== DATA UNDER STUDY ==

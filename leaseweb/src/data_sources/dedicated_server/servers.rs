//! `leaseweb_dedicated_servers` data source

use crate::models::dedicated_server::DedicatedServersDataSourceModel;
use crate::provider_data::LeasewebProviderData;
use async_trait::async_trait;
use tfplug::context::Context;
use tfplug::data_source::{
    ConfigureDataSourceRequest, ConfigureDataSourceResponse, DataSource, DataSourceMetadataRequest,
    DataSourceMetadataResponse, DataSourceSchemaRequest, DataSourceSchemaResponse,
    DataSourceWithConfigure, ReadDataSourceRequest, ReadDataSourceResponse,
    ValidateDataSourceConfigRequest, ValidateDataSourceConfigResponse,
};
use tfplug::schema::{AttributeBuilder, AttributeType, Schema, SchemaBuilder};
use tfplug::types::{AttributePath, Diagnostics, DynamicValue};
use tfplug::value::{FromDynamic, ToDynamic};

pub const TYPE_NAME: &str = "leaseweb_dedicated_servers";

#[derive(Default)]
pub struct DedicatedServersDataSource {
    provider_data: Option<LeasewebProviderData>,
}

impl DedicatedServersDataSource {
    pub fn new() -> Self {
        Self::default()
    }

    pub fn schema_static() -> Schema {
        SchemaBuilder::new()
            .version(0)
            .description("Lists the ids of the dedicated servers matching the filters")
            .attribute(
                AttributeBuilder::new("reference", AttributeType::String)
                    .description("Return only servers with this reference")
                    .optional()
                    .build(),
            )
            .attribute(
                AttributeBuilder::new("site", AttributeType::String)
                    .description("Return only servers located in this site")
                    .optional()
                    .build(),
            )
            .attribute(
                AttributeBuilder::new("ids", AttributeType::list_of(AttributeType::String))
                    .description("Ids of the matching dedicated servers")
                    .computed()
                    .build(),
            )
            .build()
    }
}

#[async_trait]
impl DataSource for DedicatedServersDataSource {
    fn type_name(&self) -> &str {
        TYPE_NAME
    }

    async fn metadata(
        &self,
        _ctx: Context,
        _request: DataSourceMetadataRequest,
    ) -> DataSourceMetadataResponse {
        DataSourceMetadataResponse {
            type_name: self.type_name().to_string(),
        }
    }

    async fn schema(
        &self,
        _ctx: Context,
        _request: DataSourceSchemaRequest,
    ) -> DataSourceSchemaResponse {
        DataSourceSchemaResponse {
            schema: Self::schema_static(),
            diagnostics: Diagnostics::new(),
        }
    }

    async fn validate(
        &self,
        ctx: Context,
        request: ValidateDataSourceConfigRequest,
    ) -> ValidateDataSourceConfigResponse {
        ValidateDataSourceConfigResponse {
            diagnostics: Self::schema_static()
                .validate_config(&ctx, &request.config)
                .await,
        }
    }

    async fn read(&self, ctx: Context, request: ReadDataSourceRequest) -> ReadDataSourceResponse {
        let mut diagnostics = Diagnostics::new();

        let Some(data) = &self.provider_data else {
            diagnostics.add_error(
                "Provider not configured",
                "Provider data was not properly configured",
            );
            return ReadDataSourceResponse {
                state: DynamicValue::null(),
                diagnostics,
            };
        };

        let filter = if request.config.is_null() {
            DedicatedServersDataSourceModel::default()
        } else {
            match DedicatedServersDataSourceModel::from_dynamic(
                &request.config.value,
                &AttributePath::root(),
            ) {
                Ok(filter) => filter,
                Err(decode) => {
                    diagnostics.extend(decode);
                    return ReadDataSourceResponse {
                        state: DynamicValue::null(),
                        diagnostics,
                    };
                }
            }
        };

        match data.dedicated_server.list_server_ids(&ctx, &filter).await {
            Ok(model) => {
                tracing::debug!(
                    count = model.ids.as_known().map(Vec::len).unwrap_or_default(),
                    "Listed dedicated servers"
                );
                ReadDataSourceResponse {
                    state: DynamicValue::new(model.to_dynamic()),
                    diagnostics,
                }
            }
            Err(e) => {
                diagnostics.push(e.to_diagnostic("Unable to list dedicated servers"));
                ReadDataSourceResponse {
                    state: DynamicValue::null(),
                    diagnostics,
                }
            }
        }
    }
}

#[async_trait]
impl DataSourceWithConfigure for DedicatedServersDataSource {
    async fn configure(
        &mut self,
        _ctx: Context,
        request: ConfigureDataSourceRequest,
    ) -> ConfigureDataSourceResponse {
        let mut diagnostics = Diagnostics::new();
        self.provider_data = LeasewebProviderData::from_any(request.provider_data, &mut diagnostics);
        ConfigureDataSourceResponse { diagnostics }
    }
}
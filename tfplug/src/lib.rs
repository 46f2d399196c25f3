//! tfplug - provider framework for Rust
//!
//! Types and traits for writing infrastructure-as-code providers: tri-state
//! values, schemas with attached validators and plan modifiers, diagnostics,
//! and the provider, resource and data source traits. The host transport is
//! not part of this crate.

// Core modules
pub mod context;
pub mod error;
pub mod schema;
pub mod types;
pub mod value;

// Provider API modules
pub mod data_source;
pub mod provider;
pub mod resource;

// Helper modules
pub mod import;
pub mod logging;
pub mod plan_modifier;
pub mod validator;

pub use context::Context;
pub use data_source::{DataSource, DataSourceWithConfigure};
pub use error::{Result, TfplugError};
pub use import::import_state_passthrough_id;
pub use logging::{init_logging, try_init_logging};
pub use provider::{DataSourceFactory, Provider, ResourceFactory};
pub use resource::{
    Resource, ResourceWithConfigure, ResourceWithImportState, ResourceWithModifyPlan,
};
pub use schema::{AttributeBuilder, AttributeType, NestedType, Schema, SchemaBuilder};
pub use types::{AttributePath, Diagnostic, Diagnostics, Dynamic, DynamicValue};
pub use value::{FromDynamic, ObjectReader, ObjectType, ObjectWriter, ToDynamic, Value};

===

Going through the material above, tally the lines holding "ConfigureDataSourceResponse" and give the number alone.

**WORKED SOLUTION:** 3